Figure 4: p53 R273H exhibits preferred binding to promoters with distantly spaced ETS motifs. A. The distribution of distances between pairs of ETS motifs within all promoters is shown in a density plot. The distance range is from -1000 bps to +1000bps based on the negative or positive distance between motifs oriented either face-to-face, or back-to-back, respectively. A diagram is shown with face-to-face arrows depicting the orientation of motifs on the negative side, while back-to-back arrows depict the orientation of motifs on the positive side. B. A density plot shows p53 R273H binding preference to promoters with distantly spaced ETS motifs in contrast to panel A. C. A density plot is shown for preferred binding by p53 R273H with high signal to distantly spaced ETS motifs. D. A plot is shown for p-values calculated for the corresponding p53 R273H binding in panel C in comparison to randomly sampled distributions. The dotted line corresponds to an alpha corrected for multiplicity of analysis.
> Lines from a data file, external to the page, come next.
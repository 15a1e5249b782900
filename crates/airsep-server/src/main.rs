//! Airsep Server - always-on backend for UAS separation assurance.

mod api;
mod atc;
mod config;
mod loops;
mod state;

use anyhow::Result;
use axum::http::{HeaderValue, Method};
use axum::routing::get;
use std::net::SocketAddr;
use std::sync::Arc;
use tokio::sync::broadcast;
use tower_http::cors::{Any, CorsLayer};

use crate::config::Config;
use crate::state::AppState;

#[tokio::main]
async fn main() -> Result<()> {
    // Initialize tracing
    let env_filter = tracing_subscriber::EnvFilter::from_default_env()
        .add_directive("airsep_server=debug".parse()?);
    let log_format = std::env::var("AIRSEP_LOG_FORMAT").unwrap_or_default();
    if log_format.trim().eq_ignore_ascii_case("json") {
        tracing_subscriber::fmt()
            .json()
            .with_env_filter(env_filter)
            .init();
    } else {
        tracing_subscriber::fmt().with_env_filter(env_filter).init();
    }

    tracing::info!("Starting Airsep Server...");

    let config = Config::from_env();
    let port = config.server_port;
    tracing::info!(
        safety_radius_m = config.safety_radius_m,
        vertical_safety_radius_m = config.vertical_safety_radius_m,
        cell_resolution_m = config.cell_resolution_m,
        "separation standards loaded"
    );
    tracing::info!("CORS origins: {:?}", config.allowed_origins);

    let state = Arc::new(AppState::new(config.clone()));
    let (shutdown_tx, _) = broadcast::channel(1);

    {
        let state = state.clone();
        let shutdown_rx = shutdown_tx.subscribe();
        tokio::spawn(async move {
            loops::broadcast_loop::run_broadcast_loop(state, shutdown_rx).await;
        });
    }

    let app = api::routes()
        .route("/health", get(|| async { "OK" }))
        .with_state(state);

    let app = if config.allowed_origins.is_empty() {
        tracing::warn!("No CORS origins configured - CORS disabled (same-origin only)");
        app
    } else {
        let origins: Vec<HeaderValue> = config
            .allowed_origins
            .iter()
            .filter_map(|o| o.parse().ok())
            .collect();
        app.layer(
            CorsLayer::new()
                .allow_origin(origins)
                .allow_methods([Method::GET, Method::POST])
                .allow_headers(Any),
        )
    };

    let addr = SocketAddr::from(([0, 0, 0, 0], port));
    tracing::info!("Listening on {}", addr);

    let listener = tokio::net::TcpListener::bind(addr).await?;
    axum::serve(listener, app.into_make_service())
        .with_graceful_shutdown(shutdown_signal(shutdown_tx.clone()))
        .await?;

    Ok(())
}

#[cfg(unix)]
async fn shutdown_signal(shutdown_tx: broadcast::Sender<()>) {
    match tokio::signal::unix::signal(tokio::signal::unix::SignalKind::terminate()) {
        Ok(mut sigterm) => {
            tokio::select! {
                _ = tokio::signal::ctrl_c() => {},
                _ = sigterm.recv() => {},
            }
        }
        Err(err) => {
            tracing::warn!("Failed to install SIGTERM handler (CTRL-C only): {}", err);
            let _ = tokio::signal::ctrl_c().await;
        }
    }
    tracing::info!("Shutdown signal received");
    let _ = shutdown_tx.send(());
}

#[cfg(not(unix))]
async fn shutdown_signal(shutdown_tx: broadcast::Sender<()>) {
    let _ = tokio::signal::ctrl_c().await;
    tracing::info!("Shutdown signal received");
    let _ = shutdown_tx.send(());
}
We proposed that the most likely explanation for the distinct binding pattern for p53 R273H was because of its interaction with ETS1. Therefore, we analyzed ETS1 binding in the same manner to see if ETS1 also showed a similar distinctive binding pattern. Figure 5A shows the distribution for ETS motif spacing for promoters that bind ETS1 to be very similar to that for p53 R273H (seen in Figure 4B). The distribution pattern shows two peaks with a valley near zero, though it is slightly shifted to the right compared to that in Figure 4B. Two prominent peaks are around -50 and +200, with additional binding at positions around -200 and +150. A selection for promoters with higher binding signal for ETS1 did not result in a shift in the distribution or change in pattern as found for p53 R273H (data not shown). We interpret these results to indicate that either ETS1 has a preference for binding ETS motifs distantly spaced or that something prevents its binding of promoters with closely spaced ETS motifs, or both.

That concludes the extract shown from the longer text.